- _Exercise aim_
No line before the one containing "assert_eq!(glyph.columns(), 5);" is to be output; retype exactly that line and all lines that follow it to the end of the records.

(Collected data entries)
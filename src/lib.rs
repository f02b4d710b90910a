#![forbid(unsafe_code)]
#![cfg_attr(not(feature = "std"), no_std)]

extern crate alloc;

pub mod color;
pub mod error;
pub mod grid;
pub mod optimizer;
pub mod palette;
pub mod raster;
pub mod relief;
pub mod stats;
pub mod text;

pub use color::Color;
pub use error::StudioError;
pub use grid::{Cell, Grid};
pub use optimizer::{Brick, BrickLayout};
pub use palette::Palette;
pub use stats::LayoutStats;
pub use text::{Glyph, GlyphSet};

use alloc::vec::Vec;
use rgb::RGBA;

/// Configuration for one render pass.
///
/// Purely input data: the pipeline holds no state between calls, performs
/// no caching or debouncing, and every parameter change means a full
/// regeneration by the caller.
#[derive(Debug, Clone)]
pub struct StudioConfig {
    /// Grid width in cells; grid height follows the source aspect ratio.
    pub target_width: u32,
    /// Height cap for the relief path, in stack units.
    pub max_height: u16,
    /// Relief: tall where dark instead of tall where bright.
    pub invert_height: bool,
    /// Optional pixelation factor applied as a pre-pass resample.
    pub pixelate: Option<u32>,
    /// Cells with mean alpha below this become empty.
    pub alpha_threshold: u8,
    /// Brick widths the optimizer may place, e.g. `[3, 2, 1]`.
    pub allowed_widths: Vec<u32>,
    /// Whether two cells must share a height to merge into one run.
    pub match_height: bool,
    /// Blank columns between consecutive glyphs on the text path.
    pub glyph_spacing: usize,
}

impl Default for StudioConfig {
    fn default() -> Self {
        Self {
            target_width: 48,
            max_height: 10,
            invert_height: false,
            pixelate: None,
            alpha_threshold: 128,
            allowed_widths: alloc::vec![3, 2, 1],
            match_height: true,
            glyph_spacing: 1,
        }
    }
}

impl StudioConfig {
    pub fn new() -> Self {
        Self::default()
    }

    pub fn target_width(mut self, w: u32) -> Self {
        self.target_width = w;
        self
    }

    pub fn max_height(mut self, h: u16) -> Self {
        self.max_height = h;
        self
    }

    pub fn invert_height(mut self, invert: bool) -> Self {
        self.invert_height = invert;
        self
    }

    pub fn pixelate(mut self, factor: u32) -> Self {
        self.pixelate = Some(factor);
        self
    }

    pub fn alpha_threshold(mut self, threshold: u8) -> Self {
        self.alpha_threshold = threshold;
        self
    }

    pub fn allowed_widths(mut self, widths: Vec<u32>) -> Self {
        self.allowed_widths = widths;
        self
    }

    pub fn match_height(mut self, matched: bool) -> Self {
        self.match_height = matched;
        self
    }

    pub fn glyph_spacing(mut self, spacing: usize) -> Self {
        self.glyph_spacing = spacing;
        self
    }
}

/// Everything one regeneration produces: the quantized grid, its brick
/// cover, and the tallies derived from that cover.
#[derive(Debug, Clone)]
pub struct RenderResult {
    pub grid: Grid,
    pub layout: BrickLayout,
    pub stats: LayoutStats,
}

fn finish(grid: Grid, config: &StudioConfig) -> Result<RenderResult, StudioError> {
    let layout = optimizer::optimize(&grid, &config.allowed_widths, config.match_height)?;
    let stats = LayoutStats::summarize(&layout);
    Ok(RenderResult {
        grid,
        layout,
        stats,
    })
}

/// Render a decoded image: rasterize, optimize, summarize.
pub fn render_image(
    pixels: &[RGBA<u8>],
    width: usize,
    height: usize,
    palette: &Palette,
    config: &StudioConfig,
) -> Result<RenderResult, StudioError> {
    let grid = raster::rasterize(pixels, width, height, palette, config)?;
    finish(grid, config)
}

/// Render a decoded image in relief mode, with luminance-derived heights.
pub fn render_relief(
    pixels: &[RGBA<u8>],
    width: usize,
    height: usize,
    palette: &Palette,
    config: &StudioConfig,
) -> Result<RenderResult, StudioError> {
    let grid = relief::rasterize_relief(pixels, width, height, palette, config)?;
    finish(grid, config)
}

/// Render text through a glyph set, filled cells carrying `foreground`.
pub fn render_text(
    input: &str,
    glyphs: &GlyphSet,
    foreground: u8,
    config: &StudioConfig,
) -> Result<RenderResult, StudioError> {
    let grid = text::rasterize_text(input, glyphs, foreground, config);
    finish(grid, config)
}
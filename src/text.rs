//! Text rasterization: compose fixed-height glyph bitmaps into one grid.
//!
//! Color assignment happens downstream via a single foreground index; the
//! glyph data itself is purely boolean.

extern crate alloc;
use alloc::collections::BTreeMap;
use alloc::vec::Vec;

use crate::error::StudioError;
use crate::grid::{Cell, Grid};
use crate::StudioConfig;

/// A fixed-size boolean bitmap for one character, row-major.
#[derive(Debug, Clone)]
pub struct Glyph {
    columns: usize,
    rows: usize,
    bits: Vec<bool>,
}

impl Glyph {
    /// Parse a glyph from row strings, `#` marking filled cells.
    ///
    /// All rows must have the same length; the glyph height is the row
    /// count. An empty slice yields a zero-size glyph.
    pub fn from_rows(rows: &[&str]) -> Self {
        let columns = rows.first().map_or(0, |r| r.len());
        let mut bits = Vec::with_capacity(columns * rows.len());
        for row in rows {
            debug_assert_eq!(row.len(), columns, "ragged glyph row");
            for ch in row.chars() {
                bits.push(ch == '#');
            }
        }
        Self {
            columns,
            rows: rows.len(),
            bits,
        }
    }

    fn blank(columns: usize, rows: usize) -> Self {
        Self {
            columns,
            rows,
            bits: alloc::vec![false; columns * rows],
        }
    }

    pub fn columns(&self) -> usize {
        self.columns
    }

    pub fn rows(&self) -> usize {
        self.rows
    }

    fn bit(&self, x: usize, y: usize) -> bool {
        self.bits[y * self.columns + x]
    }
}

/// A character-to-bitmap table with a uniform glyph height.
///
/// Lookup for a character the set does not cover falls back to the space
/// glyph, i.e. blank columns of the set's width.
#[derive(Debug, Clone)]
pub struct GlyphSet {
    rows: usize,
    glyphs: BTreeMap<char, Glyph>,
}

impl GlyphSet {
    /// Build a glyph set, validating that every glyph has the same height.
    pub fn new(glyphs: impl IntoIterator<Item = (char, Glyph)>) -> Result<Self, StudioError> {
        let mut map = BTreeMap::new();
        let mut rows = None;
        let mut first_width = None;

        for (ch, glyph) in glyphs {
            let expected = *rows.get_or_insert(glyph.rows);
            if glyph.rows != expected {
                return Err(StudioError::MixedGlyphHeight {
                    expected,
                    found: glyph.rows,
                });
            }
            first_width.get_or_insert(glyph.columns);
            map.insert(ch, glyph);
        }

        let rows = rows.unwrap_or(0);
        // Guarantee the fallback key exists.
        map.entry(' ')
            .or_insert_with(|| Glyph::blank(first_width.unwrap_or(0), rows));

        Ok(Self { rows, glyphs: map })
    }

    /// The built-in 5-row studio pixel font: A-Z, 0-9, space and common
    /// punctuation, 5 columns per letter.
    pub fn builtin() -> Self {
        // Row count is fixed by the table's array type, and the table
        // carries its own space glyph.
        Self {
            rows: FONT_ROWS,
            glyphs: builtin_font().into_iter().collect(),
        }
    }

    /// Glyph height shared by every entry.
    pub fn rows(&self) -> usize {
        self.rows
    }

    /// Explicit lookup with the space glyph as the default key.
    fn glyph(&self, ch: char) -> &Glyph {
        self.glyphs
            .get(&ch)
            .or_else(|| self.glyphs.get(&' '))
            .expect("glyph set always carries a space glyph")
    }
}

/// Rasterize text into a grid, filled cells carrying `foreground` at
/// height 1.
///
/// Glyph columns concatenate left to right with `spacing` blank columns
/// between consecutive characters and no trailing run after the last one.
/// Empty text yields a zero-width grid of the set's row height.
pub fn rasterize_text(
    text: &str,
    glyphs: &GlyphSet,
    foreground: u8,
    config: &StudioConfig,
) -> Grid {
    let spacing = config.glyph_spacing;
    let shapes: Vec<&Glyph> = text.chars().map(|c| glyphs.glyph(c)).collect();

    let glyph_width: usize = shapes.iter().map(|g| g.columns()).sum();
    let total_width = if shapes.is_empty() {
        0
    } else {
        glyph_width + spacing * (shapes.len() - 1)
    };

    let mut grid = Grid::new(total_width, glyphs.rows());
    let mut x0 = 0;
    for glyph in shapes {
        for y in 0..glyph.rows() {
            for x in 0..glyph.columns() {
                if glyph.bit(x, y) {
                    grid.set(
                        x0 + x,
                        y,
                        Some(Cell {
                            color: foreground,
                            height: 1,
                        }),
                    );
                }
            }
        }
        x0 += glyph.columns() + spacing;
    }
    grid
}

const FONT_ROWS: usize = 5;

fn builtin_font() -> Vec<(char, Glyph)> {
    let defs: &[(char, [&str; FONT_ROWS])] = &[
        (' ', ["     ", "     ", "     ", "     ", "     "]),
        ('A', [".###.", "#...#", "#####", "#...#", "#...#"]),
        ('B', ["####.", "#...#", "####.", "#...#", "####."]),
        ('C', [".####", "#....", "#....", "#....", ".####"]),
        ('D', ["####.", "#...#", "#...#", "#...#", "####."]),
        ('E', ["#####", "#....", "####.", "#....", "#####"]),
        ('F', ["#####", "#....", "####.", "#....", "#...."]),
        ('G', [".####", "#....", "#..##", "#...#", ".###."]),
        ('H', ["#...#", "#...#", "#####", "#...#", "#...#"]),
        ('I', ["#####", "..#..", "..#..", "..#..", "#####"]),
        ('J', ["....#", "....#", "....#", "#...#", ".###."]),
        ('K', ["#...#", "#..#.", "###..", "#..#.", "#...#"]),
        ('L', ["#....", "#....", "#....", "#....", "#####"]),
        ('M', ["#...#", "##.##", "#.#.#", "#...#", "#...#"]),
        ('N', ["#...#", "##..#", "#.#.#", "#..##", "#...#"]),
        ('O', [".###.", "#...#", "#...#", "#...#", ".###."]),
        ('P', ["####.", "#...#", "####.", "#....", "#...."]),
        ('Q', [".###.", "#...#", "#...#", "#..#.", ".##.#"]),
        ('R', ["####.", "#...#", "####.", "#..#.", "#...#"]),
        ('S', [".####", "#....", ".###.", "....#", "####."]),
        ('T', ["#####", "..#..", "..#..", "..#..", "..#.."]),
        ('U', ["#...#", "#...#", "#...#", "#...#", ".###."]),
        ('V', ["#...#", "#...#", "#...#", ".#.#.", "..#.."]),
        ('W', ["#...#", "#...#", "#.#.#", "##.##", "#...#"]),
        ('X', ["#...#", ".#.#.", "..#..", ".#.#.", "#...#"]),
        ('Y', ["#...#", ".#.#.", "..#..", "..#..", "..#.."]),
        ('Z', ["#####", "...#.", "..#..", ".#...", "#####"]),
        ('0', [".###.", "#..##", "#.#.#", "##..#", ".###."]),
        ('1', ["..#..", ".##..", "..#..", "..#..", "#####"]),
        ('2', [".###.", "#...#", "..##.", ".#...", "#####"]),
        ('3', ["####.", "....#", ".###.", "....#", "####."]),
        ('4', ["#...#", "#...#", "#####", "....#", "....#"]),
        ('5', ["#####", "#....", "####.", "....#", "####."]),
        ('6', [".###.", "#....", "####.", "#...#", ".###."]),
        ('7', ["#####", "....#", "...#.", "..#..", "..#.."]),
        ('8', [".###.", "#...#", ".###.", "#...#", ".###."]),
        ('9', [".###.", "#...#", ".####", "....#", ".###."]),
        ('.', ["     ", "     ", "     ", "     ", "..#.."]),
        ('!', ["..#..", "..#..", "..#..", "     ", "..#.."]),
        ('?', [".###.", "#...#", "...#.", "     ", "..#.."]),
        ('-', ["     ", "     ", "#####", "     ", "     "]),
        (':', ["     ", "..#..", "     ", "..#..", "     "]),
        ('+', ["     ", "..#..", ".###.", "..#..", "     "]),
    ];

    defs.iter()
        .map(|(ch, rows)| (*ch, Glyph::from_rows(rows)))
        .collect()
}

#[cfg(test)]
mod tests {
    use super::*;

    #[test]
    fn builtin_font_is_uniform() {
        let set = GlyphSet::builtin();
        assert_eq!(set.rows(), 5);
        for glyph in set.glyphs.values() {
            assert_eq!(glyph.rows(), 5);
            assert_eq!(glyph.columns(), 5);
        }
    }

    #[test]
    fn two_letters_one_spacing_column() {
        let cfg = StudioConfig::new().glyph_spacing(1);
        let grid = rasterize_text("AB", &GlyphSet::builtin(), 0, &cfg);
        assert_eq!(grid.height(), 5);
        assert_eq!(grid.width(), 5 + 1 + 5);
        // The spacing column stays blank.
        for y in 0..5 {
            assert!(!grid.is_filled(5, y));
        }
    }

    #[test]
    fn empty_text_is_zero_width() {
        let cfg = StudioConfig::new();
        let grid = rasterize_text("", &GlyphSet::builtin(), 0, &cfg);
        assert_eq!(grid.width(), 0);
        assert_eq!(grid.height(), 5);
        assert_eq!(grid.filled_count(), 0);
    }

    #[test]
    fn unknown_character_falls_back_to_space() {
        let cfg = StudioConfig::new().glyph_spacing(0);
        let known = rasterize_text(" ", &GlyphSet::builtin(), 0, &cfg);
        let unknown = rasterize_text("~", &GlyphSet::builtin(), 0, &cfg);
        assert_eq!(unknown.width(), known.width());
        assert_eq!(unknown.filled_count(), 0);
    }

    #[test]
    fn mixed_glyph_heights_rejected() {
        let tall = Glyph::from_rows(&["#", "#", "#"]);
        let short = Glyph::from_rows(&["#", "#"]);
        let err = GlyphSet::new([('a', tall), ('b', short)]).unwrap_err();
        assert_eq!(
            err,
            StudioError::MixedGlyphHeight {
                expected: 3,
                found: 2
            }
        );
    }

    #[test]
    fn foreground_index_is_carried() {
        let cfg = StudioConfig::new();
        let grid = rasterize_text("I", &GlyphSet::builtin(), 7, &cfg);
        let mut filled = 0;
        for y in 0..grid.height() {
            for x in 0..grid.width() {
                if let Some(cell) = grid.get(x, y) {
                    assert_eq!(cell.color, 7);
                    assert_eq!(cell.height, 1);
                    filled += 1;
                }
            }
        }
        assert!(filled > 0);
    }
}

- _Problem solution_
            assert_eq!(glyph.columns(), 5);
        }
    }

    #[test]
    fn two_letters_one_spacing_column() {
        let cfg = StudioConfig::new().glyph_spacing(1);
        let grid = rasterize_text("AB", &GlyphSet::builtin(), 0, &cfg);
        assert_eq!(grid.height(), 5);
        assert_eq!(grid.width(), 5 + 1 + 5);
        // The spacing column stays blank.
        for y in 0..5 {
            assert!(!grid.is_filled(5, y));
        }
    }

    #[test]
    fn empty_text_is_zero_width() {
        let cfg = StudioConfig::new();
        let grid = rasterize_text("", &GlyphSet::builtin(), 0, &cfg);
        assert_eq!(grid.width(), 0);
        assert_eq!(grid.height(), 5);
        assert_eq!(grid.filled_count(), 0);
    }

    #[test]
    fn unknown_character_falls_back_to_space() {
        let cfg = StudioConfig::new().glyph_spacing(0);
        let known = rasterize_text(" ", &GlyphSet::builtin(), 0, &cfg);
        let unknown = rasterize_text("~", &GlyphSet::builtin(), 0, &cfg);
        assert_eq!(unknown.width(), known.width());
        assert_eq!(unknown.filled_count(), 0);
    }

    #[test]
    fn mixed_glyph_heights_rejected() {
        let tall = Glyph::from_rows(&["#", "#", "#"]);
        let short = Glyph::from_rows(&["#", "#"]);
        let err = GlyphSet::new([('a', tall), ('b', short)]).unwrap_err();
        assert_eq!(
            err,
            StudioError::MixedGlyphHeight {
                expected: 3,
                found: 2
            }
        );
    }

    #[test]
    fn foreground_index_is_carried() {
        let cfg = StudioConfig::new();
        let grid = rasterize_text("I", &GlyphSet::builtin(), 7, &cfg);
        let mut filled = 0;
        for y in 0..grid.height() {
            for x in 0..grid.width() {
                if let Some(cell) = grid.get(x, y) {
                    assert_eq!(cell.color, 7);
                    assert_eq!(cell.height, 1);
                    filled += 1;
                }
            }
        }
        assert!(filled > 0);
    }
}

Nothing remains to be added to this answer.